City officials recently decided to require nonprofits which receive city funding to have an audit conducted. This was done in an effort to ensure taxpayer funds are being spent responsibly.
However, the city has learned the expense of an audit is cost-prohibitive for some nonprofits. That has led to talks of tweaking the audit requirements.
“Since we have tightened up on our nonprofits requiring they have an audit, it has come to our attention that we are really starving some people that can’t afford to do an audit or not much more than a cursory audit with their CPA as required by the 501(c)3 status,” said Brock.
Pirtle says the city officials can determine what “audit” means to them.
“The statute does and still requires certain financial information to be provided for the city recorder in order for that entity, that nonprofit or charitable organization, to receive public funds from a municipality,” said Pirtle. “That statute does not define what an audit is, who has to conduct it, or how it is to be conducted. There is no requirement in the law the audit must be performed by a CPA or public accountant.”
Alderman Ben Newman suggested a sliding scale – requiring nonprofits receiving smaller donations to provide less financial information about the organization and tighten the requirements as the donation requested increases.

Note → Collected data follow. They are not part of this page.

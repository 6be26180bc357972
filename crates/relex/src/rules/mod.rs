//! # Rule Files
//!
//! Line-oriented rule files pair a token-kind name with a postfix pattern:
//!
//! ```text
//! # keywords outrank nothing here; both rules survive side by side
//! KEYWORD    if.
//! IDENTIFIER aa*.
//! ```
//!
//! Blank lines and lines whose first non-whitespace character is `#` are
//! ignored. Every other line splits on its first run of whitespace; the
//! remainder is the pattern (which may itself contain whitespace, skipped by
//! the pattern compiler). Lines with fewer than two fields are reported and
//! skipped. Duplicate names are allowed and act as alternative rules for the
//! same kind.

use crate::error::CompileError;
use compact_str::CompactString;

/// One named token rule: a kind name and a postfix pattern.
#[derive(Debug, Clone, PartialEq, Eq)]
pub struct Rule {
    pub name: CompactString,
    pub pattern: CompactString,
}

impl Rule {
    /// Create a rule from a kind name and a postfix pattern
    #[must_use]
    pub fn new(name: impl Into<CompactString>, pattern: impl Into<CompactString>) -> Self {
        Self {
            name: name.into(),
            pattern: pattern.into(),
        }
    }
}

/// Parse rule-file text into rules plus diagnostics for the lines that
/// could not be parsed. Parsing never fails as a whole.
#[must_use]
pub fn parse_rules(text: &str) -> (Vec<Rule>, Vec<CompileError>) {
    let mut rules = Vec::new();
    let mut errors = Vec::new();

    for (idx, raw) in text.lines().enumerate() {
        let line = raw.trim();
        if line.is_empty() || line.starts_with('#') {
            continue;
        }

        match line.split_once(char::is_whitespace) {
            Some((name, rest)) if !rest.trim().is_empty() => {
                rules.push(Rule::new(name, rest.trim()));
            }
            _ => {
                errors.push(CompileError::MalformedRule {
                    line: idx + 1,
                    text: line.to_string(),
                });
            }
        }
    }

    (rules, errors)
}
use criterion::{Criterion, criterion_group, criterion_main};
use relex::{CompiledLexer, LexerBuilder};
use std::hint::black_box;

const DIGIT: &str = "01|2|3|4|5|6|7|8|9|";
const LETTER: &str = "ab|c|d|e|f|g|h|";

fn sample_lexer() -> CompiledLexer {
    let number = format!("{DIGIT}{DIGIT}*.");
    let ident = format!("{LETTER}{LETTER}*.");
    LexerBuilder::new()
        .rule("KEYWORD", "if.")
        .rule("KEYWORD", "el.s.e.")
        .rule("IDENTIFIER", &ident)
        .rule("NUMBER", &number)
        .rule("PLUS", "+")
        .rule("ASSIGN", "=")
        .rule("SEMI", ";")
        .build()
}

fn sample_input() -> String {
    "if abc = 42 + 17; else fed = 9;\n".repeat(64)
}

fn bench_build(c: &mut Criterion) {
    c.bench_function("build_lexer", |b| {
        b.iter(|| black_box(sample_lexer()));
    });
}

fn bench_tokenize(c: &mut Criterion) {
    let lexer = sample_lexer();
    let input = sample_input();
    c.bench_function("tokenize_2k_chars", |b| {
        b.iter(|| black_box(lexer.tokenize(black_box(&input))));
    });
}

criterion_group!(benches, bench_build, bench_tokenize);
criterion_main!(benches);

“If you look at the purpose of having an audit, they just want to make sure we are giving money to someone who is using it for the purpose they are telling us they are using it for. If someone is going to get $1,000 from us, the chance of them running off and doing something else with it is pretty small. If it’s a larger donation we are making, the chance of them using it for a purpose other than what we want to use it for is greater.”
The measure was tabled.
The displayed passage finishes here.